As I made my way further down the long dirt trail, I started thinking about the exact moment I knew I was going to quit. My mind wandered back to the second day of volleyball camp. You had told me not to worry about what court I was on or who I was playing with, but to always play hard. From the first time you told me that I always made sure to play like it was my last game. Thank you for all the support and great advice.

    The smell of sweaty knee pads and leather filled my nose as I entered the quiet high school gymnasium. Looking around I could feel the butterflies fluttering in my stomach. I was nothing but a bag of nerves. Playing volleyball was second nature to me; I knew something was different about that day. I glanced over at last year’s varsity team. They were sitting together in an exclusive circle, all with grins ear to ear. As the smell of sweaty knee pads began to burn my nose, I also noticed the girls sitting as close to the varsity team as possible. They were the want-to-be varsity team. They were the juniors that were either going to be practice monkeys for the varsity team or even more embarrassing, the juniors on junior varsity. I was one of them. If any of us had the wonderful pleasure of making varsity volleyball all we would ever be seen as is roster fillers. There were ten returning varsity members for the 2014 season. This meant that there were only four spots up for grabs and nine returning juniors trying to take them. Out of the nine juniors trying to get a varsity spot, I was seen as one of the elite. Throughout my years in Bedford volleyball I was the captain of every team I made. The pressure was on to perform at volleyball camp this week. Standing there I couldn’t help but wish that I was one of the returning varsity members. If I were I wouldn’t have to worry about not only proving myself this week, or later in tryouts.

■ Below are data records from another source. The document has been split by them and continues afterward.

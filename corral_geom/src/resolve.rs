// Copyright 2025 the Corral Authors
// SPDX-License-Identifier: Apache-2.0 OR MIT

//! Splitting a self-intersecting loop into simple lobes.
//!
//! The scan visits edge pairs `(i, j)` with `j >= i + 2` in increasing `i`,
//! then increasing `j`, skipping the pair that shares the wrap-around vertex.
//! The first crossing found in that order is the one that gets cut; it is a
//! fixed tie-break, not a measure of which crossing matters most.

use alloc::vec::Vec;

use kurbo::Point;
use smallvec::SmallVec;

use crate::polygon::{ClosedLoop, LobeDefect, SimplePolygon};
use crate::primitives::{polygon_area, segment_crossing};

/// A crossing between two non-adjacent edges of a ring.
///
/// Edge `k` runs from vertex `k` to vertex `(k + 1) % n`.
#[derive(Clone, Copy, Debug, PartialEq)]
pub struct Crossing {
    /// Index of the earlier edge.
    pub first_edge: usize,
    /// Index of the later edge; always at least `first_edge + 2`.
    pub second_edge: usize,
    /// Where the two edges cross.
    pub point: Point,
}

/// Finds the first crossing in scan order over the cyclic ring `vertices`.
///
/// `vertices` must not repeat its first point at the end.
pub fn first_crossing(vertices: &[Point]) -> Option<Crossing> {
    let n = vertices.len();
    if n < 4 {
        return None;
    }
    for i in 0..n {
        let a0 = vertices[i];
        let a1 = vertices[(i + 1) % n];
        for j in (i + 2)..n {
            // Edges 0 and n - 1 share vertex 0.
            if i == 0 && j == n - 1 {
                continue;
            }
            let b0 = vertices[j];
            let b1 = vertices[(j + 1) % n];
            if let Some(point) = segment_crossing(a0, a1, b0, b1) {
                return Some(Crossing {
                    first_edge: i,
                    second_edge: j,
                    point,
                });
            }
        }
    }
    None
}

/// Whether any two non-adjacent edges of the cyclic ring `vertices` cross.
pub fn is_self_intersecting(vertices: &[Point]) -> bool {
    first_crossing(vertices).is_some()
}

/// Walks from the crossing through vertices `start_edge + 1 ..= end_edge`
/// (wrapping), giving a ring that starts at the crossing point.
fn cut_lobe(vertices: &[Point], start_edge: usize, end_edge: usize, point: Point) -> Vec<Point> {
    let n = vertices.len();
    let stop = (end_edge + 1) % n;
    let mut lobe = Vec::with_capacity(n + 1);
    lobe.push(point);
    let mut v = (start_edge + 1) % n;
    while v != stop {
        lobe.push(vertices[v]);
        v = (v + 1) % n;
    }
    lobe
}

/// The two rings on either side of `crossing`.
fn cut_lobes(vertices: &[Point], crossing: &Crossing) -> [Vec<Point>; 2] {
    [
        cut_lobe(
            vertices,
            crossing.first_edge,
            crossing.second_edge,
            crossing.point,
        ),
        cut_lobe(
            vertices,
            crossing.second_edge,
            crossing.first_edge,
            crossing.point,
        ),
    ]
}

/// Outcome of [`resolve`].
#[derive(Clone, Debug, Default)]
pub struct Resolution {
    /// Accepted simple polygons: one for a loop that never crosses itself,
    /// up to two for a loop cut at its first crossing.
    pub polygons: SmallVec<[SimplePolygon; 2]>,
    /// The crossing that was cut, if the loop crossed itself.
    pub crossing: Option<Crossing>,
    /// Why each rejected candidate was dropped.
    pub defects: SmallVec<[LobeDefect; 2]>,
}

impl Resolution {
    /// Whether no polygon survived.
    pub fn is_empty(&self) -> bool {
        self.polygons.is_empty()
    }

    /// Sum of the accepted polygons' absolute areas.
    pub fn total_area(&self) -> f64 {
        self.polygons.iter().map(SimplePolygon::area).sum()
    }

    /// Whether any candidate was dropped because it still crossed itself.
    pub fn has_unresolved_crossing(&self) -> bool {
        self.defects.contains(&LobeDefect::SelfIntersecting)
    }
}

/// Resolves `lp` into simple polygons.
///
/// A loop without crossings comes back as its own single polygon, vertices
/// unchanged. Otherwise it is cut at the [first crossing](first_crossing)
/// into two lobes, each kept only if it validates as a [`SimplePolygon`].
/// Lobes that still cross themselves are dropped, not cut again.
pub fn resolve(lp: &ClosedLoop) -> Resolution {
    let vertices = lp.vertices();
    let mut resolution = Resolution::default();

    let Some(crossing) = first_crossing(vertices) else {
        match SimplePolygon::new(vertices.to_vec()) {
            Ok(polygon) => resolution.polygons.push(polygon),
            Err(defect) => resolution.defects.push(defect),
        }
        return resolution;
    };

    resolution.crossing = Some(crossing);
    for lobe in cut_lobes(vertices, &crossing) {
        match SimplePolygon::new(lobe) {
            Ok(polygon) => resolution.polygons.push(polygon),
            Err(defect) => resolution.defects.push(defect),
        }
    }
    resolution
}

/// Area charged for a loop.
///
/// For a loop that crosses itself this is the sum of both lobes' absolute
/// areas at the first crossing, whether or not the lobes would validate.
/// Otherwise it is the plain shoelace area.
pub fn effective_area(lp: &ClosedLoop) -> f64 {
    let vertices = lp.vertices();
    match first_crossing(vertices) {
        Some(crossing) => cut_lobes(vertices, &crossing)
            .iter()
            .map(|lobe| polygon_area(lobe))
            .sum(),
        None => polygon_area(vertices),
    }
}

After gawking at the varsity team, I went over to the wall and threw my royal blue Mizuno bag down. I remember I remember the day you got me that bag. It was my thirteenth birthday. You even got my name engraved on the front in bright white threading. That bag had been there with me through it all. From my first ever real volleyball tryout in fifth grade, to the Ohio Valley Region gold championship game, the bag was always there. I quickly opened the bag where my sweaty knee pads and black shoes lay. I threw my stuff on and drug myself over to one of the coaches.

Throughout the session I began to realize how much I dreaded being in that gym. It wasn’t the stench of sweat and leather that made it so unpleasant, it was the girls. It was my soon to be teammates. The game just didn’t feel the same that day. There was no longer that rush I felt every time I played. I felt out of place. I didn’t want to be there and the girls certainly let me knew that they didn’t want me there either.

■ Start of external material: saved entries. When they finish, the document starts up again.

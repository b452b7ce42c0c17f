// Copyright 2025 the Corral Authors
// SPDX-License-Identifier: Apache-2.0 OR MIT

//! The lasso gesture state machine.

use corral_budget::{AreaBudgetController, Budget};
use corral_capture::Stroke;
use corral_geom::{ClosedLoop, SimplePolygon, TriangleMesh, resolve};
use kurbo::{Point, Rect};
use log::debug;
use smallvec::SmallVec;

use crate::{DamageArea, LassoParams, LassoRejection};

/// Observable phase of a [`LassoSession`].
#[derive(Clone, Copy, Debug, PartialEq, Eq)]
pub enum GestureState {
    /// No gesture in progress.
    Idle,
    /// A stroke is being captured.
    Drawing,
}

/// A lasso that passed every check and was paid for.
#[derive(Clone, Debug, PartialEq)]
pub struct CommittedLasso {
    /// Simple polygons enclosed by the lasso: one, or two lobes of a loop
    /// that crossed itself once. Lobes that could not be triangulated are
    /// not included.
    pub polygons: SmallVec<[SimplePolygon; 2]>,
    /// Fill triangles for [`Self::polygons`].
    pub mesh: TriangleMesh,
    /// The closed loop as committed, after any scaling.
    pub outline: ClosedLoop,
    /// Area that was charged for.
    pub area: f64,
    /// Resource spent. Zero when no budget was metered.
    pub cost: f64,
    /// Whether the loop was scaled down to fit the budget.
    pub clamped: bool,
    /// Seconds until the lasso's damage fires.
    pub delay: f64,
    /// Damage applied to each covered entity.
    pub damage: f64,
}

impl CommittedLasso {
    /// A pending damage area over this lasso's polygons.
    pub fn damage_area(&self) -> DamageArea {
        DamageArea::new(self.polygons.iter().cloned(), self.delay, self.damage)
            .with_spent(self.cost)
    }
}

/// Drives one lasso gesture at a time.
///
/// Call [`Self::begin`] on pointer-down, [`Self::drag`] on every move, and
/// [`Self::release`] on pointer-up. [`Self::cancel`] abandons the gesture.
#[derive(Clone, Debug)]
pub struct LassoSession {
    params: LassoParams,
    controller: AreaBudgetController,
    stroke: Option<Stroke>,
}

impl LassoSession {
    /// Creates an idle session.
    pub fn new(params: LassoParams) -> Self {
        Self {
            params,
            controller: AreaBudgetController::new(params.cost_per_unit_area),
            stroke: None,
        }
    }

    /// The parameters this session was created with.
    pub fn params(&self) -> &LassoParams {
        &self.params
    }

    /// Current phase.
    pub fn state(&self) -> GestureState {
        if self.stroke.is_some() {
            GestureState::Drawing
        } else {
            GestureState::Idle
        }
    }

    /// The stroke being captured, if drawing.
    pub fn stroke(&self) -> Option<&Stroke> {
        self.stroke.as_ref()
    }

    /// Bounds of the stroke being captured, for previews.
    pub fn bounds(&self) -> Option<Rect> {
        self.stroke.as_ref().and_then(Stroke::bounds)
    }

    /// Starts a gesture at `point`.
    ///
    /// Returns `false` and changes nothing when a gesture is already in
    /// progress or when `budget` is given and exhausted.
    pub fn begin(&mut self, point: Point, budget: Option<&Budget>) -> bool {
        if self.stroke.is_some() {
            return false;
        }
        if budget.is_some_and(Budget::is_exhausted) {
            debug!("lasso refused: budget exhausted");
            return false;
        }
        let mut stroke = Stroke::new(self.params.capture);
        stroke.add_point(point, true);
        self.stroke = Some(stroke);
        true
    }

    /// Extends the gesture to `point`, returning whether it was stored.
    pub fn drag(&mut self, point: Point) -> bool {
        self.stroke
            .as_mut()
            .is_some_and(|stroke| stroke.add_point(point, false))
    }

    /// Abandons the gesture in progress, if any.
    pub fn cancel(&mut self) {
        if self.stroke.take().is_some() {
            debug!("lasso cancelled");
        }
    }

    /// Ends the gesture at `point` and tries to commit it.
    ///
    /// The stroke is closed, priced against `budget` by the area of its
    /// lobes (shrinking it to fit when it costs too much), split at its first
    /// crossing, and triangulated. The cost is spent only when all of that
    /// succeeds. The session is idle afterwards whatever the outcome.
    pub fn release(
        &mut self,
        point: Point,
        budget: Option<&mut Budget>,
    ) -> Result<CommittedLasso, LassoRejection> {
        let Some(mut stroke) = self.stroke.take() else {
            return Err(LassoRejection::NotDrawing);
        };
        stroke.add_point(point, true);

        let result = self.commit(stroke, budget);
        match &result {
            Ok(lasso) => debug!(
                "lasso committed: {} polygon(s), area {}, cost {}{}",
                lasso.polygons.len(),
                lasso.area,
                lasso.cost,
                if lasso.clamped { " (scaled to fit)" } else { "" }
            ),
            Err(rejection) => debug!("lasso rejected: {rejection}"),
        }
        result
    }

    fn commit(
        &self,
        stroke: Stroke,
        budget: Option<&mut Budget>,
    ) -> Result<CommittedLasso, LassoRejection> {
        let points = stroke.len();
        let min_points = stroke.params().min_points;
        let closed = stroke
            .finalize()
            .ok_or(LassoRejection::TooShortStroke { points, min_points })?;

        let available = budget.as_deref().map(Budget::current);
        let evaluation = self.controller.plan(&closed, available)?;

        let resolution = resolve(&evaluation.shape);
        if resolution.is_empty() {
            return Err(if resolution.has_unresolved_crossing() {
                LassoRejection::UnresolvableSelfIntersection
            } else {
                LassoRejection::DegeneratePolygon
            });
        }
        let mut polygons = resolution.polygons;
        let mut mesh = TriangleMesh::default();
        polygons.retain(|polygon| {
            let meshed = mesh.push_polygon(polygon);
            if !meshed {
                debug!(
                    "dropping lobe of {} vertices that did not triangulate",
                    polygon.len()
                );
            }
            meshed
        });
        if polygons.is_empty() {
            return Err(LassoRejection::DegeneratePolygon);
        }

        if let Some(budget) = budget {
            budget.try_spend(evaluation.cost)?;
        }

        Ok(CommittedLasso {
            polygons,
            mesh,
            outline: evaluation.shape,
            area: evaluation.area,
            cost: evaluation.cost,
            clamped: evaluation.clamped,
            delay: self.params.area_delay_seconds.max(0.0),
            damage: self.params.damage.max(0.0),
        })
    }
}

#[cfg(test)]
mod tests {
    use super::*;
    use alloc::vec::Vec;
    use corral_budget::BudgetError;

    fn p(x: f64, y: f64) -> Point {
        Point::new(x, y)
    }

    /// Begins at the first point, drags through the middle, releases at the
    /// last.
    fn draw(
        session: &mut LassoSession,
        coords: &[(f64, f64)],
        budget: Option<&mut Budget>,
    ) -> Result<CommittedLasso, LassoRejection> {
        let (&(x0, y0), rest) = coords.split_first().expect("non-empty stroke");
        let (&(xn, yn), middle) = rest.split_last().expect("at least two points");
        assert!(session.begin(p(x0, y0), budget.as_deref()), "gesture starts");
        for &(x, y) in middle {
            session.drag(p(x, y));
        }
        session.release(p(xn, yn), budget)
    }

    fn unit_square_clockwise() -> Vec<(f64, f64)> {
        let mut coords = Vec::new();
        for k in 0..5 {
            coords.push((0.0, f64::from(k) * 0.2));
        }
        for k in 0..5 {
            coords.push((f64::from(k) * 0.2, 1.0));
        }
        for k in 0..5 {
            coords.push((1.0, 1.0 - f64::from(k) * 0.2));
        }
        for k in 0..5 {
            coords.push((1.0 - f64::from(k) * 0.2, 0.0));
        }
        coords.push((0.0, 0.0));
        coords
    }

    const FIGURE_EIGHT: &[(f64, f64)] = &[
        (0.0, 0.0),
        (1.0, 0.0),
        (3.0, 2.0),
        (4.0, 2.0),
        (4.0, 0.0),
        (3.0, 0.0),
        (1.0, 2.0),
        (0.0, 2.0),
        (0.0, 1.0),
        (0.0, 0.1),
    ];

    const BIG_SQUARE: &[(f64, f64)] = &[
        (0.0, 0.0),
        (5.0, 0.0),
        (10.0, 0.0),
        (10.0, 5.0),
        (10.0, 10.0),
        (5.0, 10.0),
        (0.0, 10.0),
        (0.0, 5.0),
        (0.0, 0.2),
    ];

    #[test]
    fn unit_square_commits_end_to_end() {
        let mut session = LassoSession::new(LassoParams::default());
        let lasso = draw(&mut session, &unit_square_clockwise(), None).expect("square commits");
        assert_eq!(session.state(), GestureState::Idle);
        assert_eq!(lasso.outline.len(), 21);
        assert_eq!(lasso.polygons.len(), 1);
        assert!((lasso.area - 1.0).abs() < 1e-9);
        assert_eq!(lasso.cost, 0.0);
        assert_eq!(lasso.mesh.triangle_count(), 18);
        assert!((lasso.mesh.area() - 1.0).abs() < 1e-9);
        assert_eq!(lasso.delay, 1.0);
        assert_eq!(lasso.damage, 3.0);
    }

    #[test]
    fn figure_eight_commits_both_lobes() {
        let mut session = LassoSession::new(LassoParams::default());
        let mut budget = Budget::new(100.0, 0.0);
        let lasso = draw(&mut session, FIGURE_EIGHT, Some(&mut budget)).expect("lobes commit");
        assert_eq!(lasso.polygons.len(), 2);
        for polygon in &lasso.polygons {
            assert!((polygon.area() - 3.0).abs() < 1e-9);
        }
        assert!((lasso.area - 6.0).abs() < 1e-9);
        assert!((lasso.mesh.area() - 6.0).abs() < 1e-9);
        assert!((budget.current() - 94.0).abs() < 1e-9);
    }

    #[test]
    fn lobe_that_fails_to_triangulate_is_dropped() {
        // A figure-eight whose right lobe is two squares touching at (4, 1).
        let mut session = LassoSession::new(LassoParams::default());
        let mut budget = Budget::new(100.0, 0.0);
        let lasso = draw(
            &mut session,
            &[
                (0.0, 0.0),
                (1.0, 0.0),
                (3.0, 2.0),
                (4.0, 2.0),
                (4.0, 1.0),
                (5.0, 1.0),
                (5.0, 0.0),
                (4.0, 0.0),
                (4.0, 1.0),
                (3.0, 1.0),
                (3.0, 0.0),
                (1.0, 2.0),
                (0.0, 2.0),
                (0.0, 1.0),
                (0.0, 0.1),
            ],
            Some(&mut budget),
        )
        .expect("left lobe commits");
        assert_eq!(lasso.polygons.len(), 1);
        assert!(lasso.polygons[0].vertices().contains(&p(0.0, 2.0)));
        assert!((lasso.polygons[0].area() - 3.0).abs() < 1e-9);
        assert_eq!(lasso.mesh.vertices, lasso.polygons[0].vertices());
        assert!((lasso.mesh.area() - 3.0).abs() < 1e-9);
        // The outline was priced whole.
        assert!((lasso.cost - 6.0).abs() < 1e-9);
        assert!((budget.current() - 94.0).abs() < 1e-9);
    }

    #[test]
    fn over_budget_lasso_is_scaled_and_spends_everything() {
        let mut session = LassoSession::new(LassoParams::default());
        let mut budget = Budget::new(100.0, 0.0).with_current(25.0);
        let lasso = draw(&mut session, BIG_SQUARE, Some(&mut budget)).expect("scaled commit");
        assert!(lasso.clamped);
        assert_eq!(lasso.area, 25.0);
        assert_eq!(lasso.cost, 25.0);
        assert_eq!(budget.current(), 0.0);
        assert_eq!(lasso.outline.points()[0], p(2.5, 2.5));
        assert_eq!(lasso.mesh.area(), 25.0);
    }

    #[test]
    fn exhausted_budget_blocks_the_gesture() {
        let mut session = LassoSession::new(LassoParams::default());
        let mut budget = Budget::new(100.0, 0.0).with_current(0.0);
        assert!(!session.begin(p(0.0, 0.0), Some(&budget)));
        assert_eq!(session.state(), GestureState::Idle);

        // A gesture started without the budget still cannot be paid for.
        assert!(session.begin(p(0.0, 0.0), None));
        for &(x, y) in &BIG_SQUARE[1..BIG_SQUARE.len() - 1] {
            session.drag(p(x, y));
        }
        assert_eq!(
            session.release(p(0.0, 0.2), Some(&mut budget)),
            Err(LassoRejection::InsufficientBudget(BudgetError::Exhausted))
        );
        assert_eq!(budget.current(), 0.0);
    }

    #[test]
    fn short_stroke_is_rejected() {
        let mut session = LassoSession::new(LassoParams::default());
        let result = draw(
            &mut session,
            &[(0.0, 0.0), (1.0, 0.0), (2.0, 0.0), (0.0, 0.0)],
            None,
        );
        assert_eq!(
            result,
            Err(LassoRejection::TooShortStroke {
                points: 4,
                min_points: 6
            })
        );
        assert_eq!(session.state(), GestureState::Idle);
    }

    #[test]
    fn flat_stroke_is_degenerate_and_free() {
        let mut session = LassoSession::new(LassoParams::default());
        let mut budget = Budget::new(100.0, 0.0);
        let result = draw(
            &mut session,
            &[
                (0.0, 0.0),
                (1.0, 0.0),
                (2.0, 0.0),
                (3.0, 0.0),
                (4.0, 0.0),
                (5.0, 0.0),
                (0.0, 0.0),
            ],
            Some(&mut budget),
        );
        assert_eq!(result, Err(LassoRejection::DegeneratePolygon));
        assert_eq!(budget.current(), 100.0);
    }

    #[test]
    fn doubly_crossed_lobes_are_rejected_without_spending() {
        let mut session = LassoSession::new(LassoParams::default());
        let mut budget = Budget::new(100.0, 0.0);
        let result = draw(
            &mut session,
            &[
                (1.0, 1.0),
                (4.0, 1.0),
                (3.0, 0.0),
                (4.0, 0.0),
                (3.0, 3.0),
                (4.0, 3.0),
                (1.0, 1.2),
            ],
            Some(&mut budget),
        );
        assert_eq!(result, Err(LassoRejection::UnresolvableSelfIntersection));
        assert_eq!(budget.current(), 100.0);
    }

    #[test]
    fn gesture_lifecycle() {
        let mut session = LassoSession::new(LassoParams::default());
        assert_eq!(
            session.release(p(0.0, 0.0), None),
            Err(LassoRejection::NotDrawing)
        );
        assert!(!session.drag(p(1.0, 1.0)));
        assert!(session.bounds().is_none());

        assert!(session.begin(p(0.0, 0.0), None));
        assert!(!session.begin(p(5.0, 5.0), None), "already drawing");
        assert!(session.drag(p(2.0, 1.0)));
        assert!(!session.drag(p(2.0, 1.05)), "too close to the last point");
        assert_eq!(session.stroke().map(Stroke::len), Some(2));
        assert_eq!(session.bounds(), Some(Rect::new(0.0, 0.0, 2.0, 1.0)));

        session.cancel();
        assert_eq!(session.state(), GestureState::Idle);
        assert!(session.stroke().is_none());
    }

    #[test]
    fn unmetered_session_ignores_the_budget() {
        let params = LassoParams {
            cost_per_unit_area: 0.0,
            ..LassoParams::default()
        };
        let mut session = LassoSession::new(params);
        let mut budget = Budget::new(10.0, 0.0);
        let lasso = draw(&mut session, BIG_SQUARE, Some(&mut budget)).expect("free commit");
        assert!(!lasso.clamped);
        assert_eq!(lasso.area, 100.0);
        assert_eq!(lasso.cost, 0.0);
        assert_eq!(budget.current(), 10.0);
    }
}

Eventually the secession came to an end and you came to pick me up. I had a lump in my throat the entire time. I had no idea how to tell you that I was quitting the only thing that I strived for success in. I had no idea what your reaction would be. I just knew that whatever happened, I didn’t want to disappoint you. I acted fine on the car ride home, but inside I was being ripped in two. That night I stayed up thinking about what I should tell you. One of the many great things for having you as a mom is that from day one you always said you’d never be one of those parents who lived vicariously through their children. You said that you would never force us to do any extracurricular activities that we didn’t want to do. You didn’t believe in living through me and my sisters. You always kept that promise. Even though you lived up to your promise, with Megan going on to play college volleyball I felt more than obligated to continue my high school career.

That morning I walked into your bedroom. Clearly you could tell something was wrong because you immediately asked. The words just fell right out of my mouth. “Mom, I’m done playing volleyball, it’s…please just understood that I didn’t mean for this to happen,” I said as the tears swelled in my eyes. After I told you I was quitting and joining the cross country team, I was amazed at your reaction. You weren’t upset at all. In fact, you supported my decision even though you didn’t necessarily agree with it at the time.

Even though you are constantly there to support me, I can’t help but to think of all the money, time, and effort you have put in to help me play the sport I used to love. I can never thank you enough for all the times you have driven me to 8am tournaments after a twelve hour, 7pm to 7am shift at the hospital. Thank you for making my dream of playing volleyball, our dream. I’m sorry that I let you and our dream down.